++++ Records for this task
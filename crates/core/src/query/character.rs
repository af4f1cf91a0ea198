use super::{parse_body, parse_number, present, QueryError};
use crate::catalog::character::{Trait, TRAITS};
use crate::metrics::character::{
    self, CharacterInsights, DataPoints, PartialDataPoints, PlanItem, RecruitingProjection,
    TraitScore,
};
use crate::metrics::grade::Grade;
use serde::{Deserialize, Serialize};
use std::collections::BTreeMap;

#[derive(Debug, Clone, Default, Deserialize)]
pub struct CharacterParams {
    #[serde(rename = "playerId", alias = "player_id")]
    pub player_id: Option<String>,
    #[serde(rename = "clutchPerformance", alias = "clutch_performance")]
    pub clutch_performance: Option<String>,
    #[serde(rename = "consistencyScore", alias = "consistency_score")]
    pub consistency_score: Option<String>,
    #[serde(rename = "teamworkRating", alias = "teamwork_rating")]
    pub teamwork_rating: Option<String>,
    #[serde(rename = "pressureResponse", alias = "pressure_response")]
    pub pressure_response: Option<String>,
}

#[derive(Debug, Clone, Default, Deserialize)]
pub struct DataPointsBody {
    #[serde(rename = "clutchPerformance", alias = "clutch_performance")]
    pub clutch_performance: Option<f64>,
    #[serde(rename = "consistencyScore", alias = "consistency_score")]
    pub consistency_score: Option<f64>,
    #[serde(rename = "teamworkRating", alias = "teamwork_rating")]
    pub teamwork_rating: Option<f64>,
    #[serde(rename = "pressureResponse", alias = "pressure_response")]
    pub pressure_response: Option<f64>,
}

#[derive(Debug, Clone, Default, Deserialize)]
pub struct CharacterBody {
    #[serde(rename = "playerId", alias = "player_id")]
    pub player_id: Option<String>,
    #[serde(rename = "dataPoints", alias = "data_points")]
    pub data_points: Option<DataPointsBody>,
}

#[derive(Debug, Clone, PartialEq)]
pub struct CharacterRequest {
    pub player_id: String,
    pub points: PartialDataPoints,
}

impl CharacterRequest {
    pub fn from_params(params: &CharacterParams) -> Result<Self, QueryError> {
        let points = PartialDataPoints {
            clutch_performance: parse_number::<f64>(
                "clutchPerformance",
                params.clutch_performance.as_deref(),
            )?,
            consistency_score: parse_number::<f64>(
                "consistencyScore",
                params.consistency_score.as_deref(),
            )?,
            teamwork_rating: parse_number::<f64>(
                "teamworkRating",
                params.teamwork_rating.as_deref(),
            )?,
            pressure_response: parse_number::<f64>(
                "pressureResponse",
                params.pressure_response.as_deref(),
            )?,
        };
        Self::build(params.player_id.as_deref(), points)
    }

    pub fn from_body(body: &[u8]) -> Result<Self, QueryError> {
        let body: CharacterBody = parse_body(body)?;
        let dp = body.data_points.unwrap_or_default();
        let points = PartialDataPoints {
            clutch_performance: dp.clutch_performance,
            consistency_score: dp.consistency_score,
            teamwork_rating: dp.teamwork_rating,
            pressure_response: dp.pressure_response,
        };
        Self::build(body.player_id.as_deref(), points)
    }

    fn build(player_id: Option<&str>, points: PartialDataPoints) -> Result<Self, QueryError> {
        let player_id = present(player_id).ok_or(QueryError::MissingField("playerId"))?;

        for (field, value) in [
            ("clutchPerformance", points.clutch_performance),
            ("consistencyScore", points.consistency_score),
            ("teamworkRating", points.teamwork_rating),
            ("pressureResponse", points.pressure_response),
        ] {
            if let Some(v) = value {
                if !(0.0..=1.0).contains(&v) {
                    return Err(QueryError::InvalidValue {
                        field,
                        reason: format!("must be between 0 and 1 (got {v})"),
                    });
                }
            }
        }

        Ok(Self {
            player_id: player_id.to_string(),
            points,
        })
    }
}

#[derive(Debug, Clone, Serialize)]
#[serde(rename_all = "camelCase")]
pub struct Assessment {
    pub player_id: String,
    pub overall_score: i64,
    pub overall_rating: i64,
    pub grade: Grade,
    pub trait_scores: BTreeMap<Trait, TraitScore>,
    pub trait_weights: BTreeMap<Trait, f64>,
    pub data_points: DataPoints,
    pub imputed_data_points: Vec<&'static str>,
}

#[derive(Debug, Clone, Serialize)]
#[serde(rename_all = "camelCase")]
pub struct CharacterPayload {
    pub character_assessment: Assessment,
    pub insights: CharacterInsights,
    pub development_plan: Vec<PlanItem>,
    pub recruiting_projection: RecruitingProjection,
}

pub fn resolve(request: &CharacterRequest) -> CharacterPayload {
    let filled = request.points.fill(&request.player_id);
    let scores = character::score(&filled.points);

    CharacterPayload {
        insights: character::insights(&scores),
        development_plan: character::development_plan(&scores),
        recruiting_projection: character::recruiting_projection(&scores),
        character_assessment: Assessment {
            player_id: request.player_id.clone(),
            overall_score: scores.overall_score,
            overall_rating: scores.overall_rating,
            grade: scores.grade,
            trait_scores: scores.traits.iter().map(|t| (t.name, *t)).collect(),
            trait_weights: TRAITS.iter().map(|t| (t.name, t.weight)).collect(),
            data_points: filled.points,
            imputed_data_points: filled.imputed,
        },
    }
}

#[cfg(test)]
mod tests {
    use super::*;

    const S4_BODY: &[u8] = br#"{"playerId":"p1","dataPoints":{"clutchPerformance":0.9,"consistencyScore":0.8,"teamworkRating":0.85,"pressureResponse":0.75}}"#;

    #[test]
    fn body_assessment_matches_weighted_formula() {
        let request = CharacterRequest::from_body(S4_BODY).unwrap();
        let v = serde_json::to_value(resolve(&request)).unwrap();
        let a = &v["characterAssessment"];
        assert_eq!(a["overallScore"], 84);
        assert_eq!(a["overallRating"], 76);
        assert_eq!(a["traitScores"]["grit"]["grade"], "A");
        assert_eq!(a["traitScores"]["grit"]["score"], 90.0);
        assert_eq!(a["traitScores"]["grit"]["weight"], 0.25);
        assert_eq!(a["traitWeights"]["leadership"], 0.20);
        assert_eq!(a["imputedDataPoints"].as_array().map(Vec::len), Some(0));
        assert_eq!(v["recruitingProjection"]["projection"], "Excellent");
    }

    #[test]
    fn snake_case_query_aliases_are_accepted() {
        let params: CharacterParams = serde_json::from_value(serde_json::json!({
            "player_id": "p9",
            "clutch_performance": "0.6",
        }))
        .unwrap();
        let request = CharacterRequest::from_params(&params).unwrap();
        assert_eq!(request.player_id, "p9");
        assert_eq!(request.points.clutch_performance, Some(0.6));
    }

    #[test]
    fn missing_points_are_reproducible() {
        let request = CharacterRequest::from_body(br#"{"playerId":"prospect-42"}"#).unwrap();
        let a = serde_json::to_value(resolve(&request)).unwrap();
        let b = serde_json::to_value(resolve(&request)).unwrap();
        assert_eq!(a, b);
        let score = a["characterAssessment"]["overallScore"].as_i64().unwrap();
        assert!((0..=100).contains(&score));
        assert_eq!(
            a["characterAssessment"]["imputedDataPoints"].as_array().map(Vec::len),
            Some(4)
        );
    }

    #[test]
    fn player_id_is_required() {
        let err = CharacterRequest::from_body(br#"{"dataPoints":{}}"#).unwrap_err();
        assert_eq!(err.code(), "playerId is required");
        let err = CharacterRequest::from_params(&CharacterParams::default()).unwrap_err();
        assert_eq!(err.code(), "playerId is required");
    }

    #[test]
    fn out_of_range_point_is_rejected() {
        let err = CharacterRequest::from_body(
            br#"{"playerId":"p1","dataPoints":{"teamworkRating":1.2}}"#,
        )
        .unwrap_err();
        assert_eq!(err.code(), "Invalid teamworkRating");
    }
}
++++++++
§ **Problem statement**:
Your answer should be the full set of records, printed exactly.

§ **Response to this task**:
filename crates/core/src/query/character.rs
repository af4f1cf91a0ea198
use super::{parse_body, parse_number, present, QueryError};
use crate::catalog::character::{Trait, TRAITS};
use crate::metrics::character::{
    self, CharacterInsights, DataPoints, PartialDataPoints, PlanItem, RecruitingProjection,
    TraitScore,
};
use crate::metrics::grade::Grade;
use serde::{Deserialize, Serialize};
use std::collections::BTreeMap;

#[derive(Debug, Clone, Default, Deserialize)]
pub struct CharacterParams {
    #[serde(rename = "playerId", alias = "player_id")]
    pub player_id: Option<String>,
    #[serde(rename = "clutchPerformance", alias = "clutch_performance")]
    pub clutch_performance: Option<String>,
    #[serde(rename = "consistencyScore", alias = "consistency_score")]
    pub consistency_score: Option<String>,
    #[serde(rename = "teamworkRating", alias = "teamwork_rating")]
    pub teamwork_rating: Option<String>,
    #[serde(rename = "pressureResponse", alias = "pressure_response")]
    pub pressure_response: Option<String>,
}

#[derive(Debug, Clone, Default, Deserialize)]
pub struct DataPointsBody {
    #[serde(rename = "clutchPerformance", alias = "clutch_performance")]
    pub clutch_performance: Option<f64>,
    #[serde(rename = "consistencyScore", alias = "consistency_score")]
    pub consistency_score: Option<f64>,
    #[serde(rename = "teamworkRating", alias = "teamwork_rating")]
    pub teamwork_rating: Option<f64>,
    #[serde(rename = "pressureResponse", alias = "pressure_response")]
    pub pressure_response: Option<f64>,
}

#[derive(Debug, Clone, Default, Deserialize)]
pub struct CharacterBody {
    #[serde(rename = "playerId", alias = "player_id")]
    pub player_id: Option<String>,
    #[serde(rename = "dataPoints", alias = "data_points")]
    pub data_points: Option<DataPointsBody>,
}

#[derive(Debug, Clone, PartialEq)]
pub struct CharacterRequest {
    pub player_id: String,
    pub points: PartialDataPoints,
}

impl CharacterRequest {
    pub fn from_params(params: &CharacterParams) -> Result<Self, QueryError> {
        let points = PartialDataPoints {
            clutch_performance: parse_number::<f64>(
                "clutchPerformance",
                params.clutch_performance.as_deref(),
            )?,
            consistency_score: parse_number::<f64>(
                "consistencyScore",
                params.consistency_score.as_deref(),
            )?,
            teamwork_rating: parse_number::<f64>(
                "teamworkRating",
                params.teamwork_rating.as_deref(),
            )?,
            pressure_response: parse_number::<f64>(
                "pressureResponse",
                params.pressure_response.as_deref(),
            )?,
        };
        Self::build(params.player_id.as_deref(), points)
    }

    pub fn from_body(body: &[u8]) -> Result<Self, QueryError> {
        let body: CharacterBody = parse_body(body)?;
        let dp = body.data_points.unwrap_or_default();
        let points = PartialDataPoints {
            clutch_performance: dp.clutch_performance,
            consistency_score: dp.consistency_score,
            teamwork_rating: dp.teamwork_rating,
            pressure_response: dp.pressure_response,
        };
        Self::build(body.player_id.as_deref(), points)
    }

    fn build(player_id: Option<&str>, points: PartialDataPoints) -> Result<Self, QueryError> {
        let player_id = present(player_id).ok_or(QueryError::MissingField("playerId"))?;

        for (field, value) in [
            ("clutchPerformance", points.clutch_performance),
            ("consistencyScore", points.consistency_score),
            ("teamworkRating", points.teamwork_rating),
            ("pressureResponse", points.pressure_response),
        ] {
            if let Some(v) = value {
                if !(0.0..=1.0).contains(&v) {
                    return Err(QueryError::InvalidValue {
                        field,
                        reason: format!("must be between 0 and 1 (got {v})"),
                    });
                }
            }
        }

        Ok(Self {
            player_id: player_id.to_string(),
            points,
        })
    }
}

#[derive(Debug, Clone, Serialize)]
#[serde(rename_all = "camelCase")]
pub struct Assessment {
    pub player_id: String,
    pub overall_score: i64,
    pub overall_rating: i64,
    pub grade: Grade,
    pub trait_scores: BTreeMap<Trait, TraitScore>,
    pub trait_weights: BTreeMap<Trait, f64>,
    pub data_points: DataPoints,
    pub imputed_data_points: Vec<&'static str>,
}

#[derive(Debug, Clone, Serialize)]
#[serde(rename_all = "camelCase")]
pub struct CharacterPayload {
    pub character_assessment: Assessment,
    pub insights: CharacterInsights,
    pub development_plan: Vec<PlanItem>,
    pub recruiting_projection: RecruitingProjection,
}

pub fn resolve(request: &CharacterRequest) -> CharacterPayload {
    let filled = request.points.fill(&request.player_id);
    let scores = character::score(&filled.points);

    CharacterPayload {
        insights: character::insights(&scores),
        development_plan: character::development_plan(&scores),
        recruiting_projection: character::recruiting_projection(&scores),
        character_assessment: Assessment {
            player_id: request.player_id.clone(),
            overall_score: scores.overall_score,
            overall_rating: scores.overall_rating,
            grade: scores.grade,
            trait_scores: scores.traits.iter().map(|t| (t.name, *t)).collect(),
            trait_weights: TRAITS.iter().map(|t| (t.name, t.weight)).collect(),
            data_points: filled.points,
            imputed_data_points: filled.imputed,
        },
    }
}

#[cfg(test)]
mod tests {
    use super::*;

    const S4_BODY: &[u8] = br#"{"playerId":"p1","dataPoints":{"clutchPerformance":0.9,"consistencyScore":0.8,"teamworkRating":0.85,"pressureResponse":0.75}}"#;

    #[test]
    fn body_assessment_matches_weighted_formula() {
        let request = CharacterRequest::from_body(S4_BODY).unwrap();
        let v = serde_json::to_value(resolve(&request)).unwrap();
        let a = &v["characterAssessment"];
        assert_eq!(a["overallScore"], 84);
        assert_eq!(a["overallRating"], 76);
        assert_eq!(a["traitScores"]["grit"]["grade"], "A");
        assert_eq!(a["traitScores"]["grit"]["score"], 90.0);
        assert_eq!(a["traitScores"]["grit"]["weight"], 0.25);
        assert_eq!(a["traitWeights"]["leadership"], 0.20);
        assert_eq!(a["imputedDataPoints"].as_array().map(Vec::len), Some(0));
        assert_eq!(v["recruitingProjection"]["projection"], "Excellent");
    }

    #[test]
    fn snake_case_query_aliases_are_accepted() {
        let params: CharacterParams = serde_json::from_value(serde_json::json!({
            "player_id": "p9",
            "clutch_performance": "0.6",
        }))
        .unwrap();
        let request = CharacterRequest::from_params(&params).unwrap();
        assert_eq!(request.player_id, "p9");
        assert_eq!(request.points.clutch_performance, Some(0.6));
    }

    #[test]
    fn missing_points_are_reproducible() {
        let request = CharacterRequest::from_body(br#"{"playerId":"prospect-42"}"#).unwrap();
        let a = serde_json::to_value(resolve(&request)).unwrap();
        let b = serde_json::to_value(resolve(&request)).unwrap();
        assert_eq!(a, b);
        let score = a["characterAssessment"]["overallScore"].as_i64().unwrap();
        assert!((0..=100).contains(&score));
        assert_eq!(
            a["characterAssessment"]["imputedDataPoints"].as_array().map(Vec::len),
            Some(4)
        );
    }

    #[test]
    fn player_id_is_required() {
        let err = CharacterRequest::from_body(br#"{"dataPoints":{}}"#).unwrap_err();
        assert_eq!(err.code(), "playerId is required");
        let err = CharacterRequest::from_params(&CharacterParams::default()).unwrap_err();
        assert_eq!(err.code(), "playerId is required");
    }

    #[test]
    fn out_of_range_point_is_rejected() {
        let err = CharacterRequest::from_body(
            br#"{"playerId":"p1","dataPoints":{"teamworkRating":1.2}}"#,
        )
        .unwrap_err();
        assert_eq!(err.code(), "Invalid teamworkRating");
    }
}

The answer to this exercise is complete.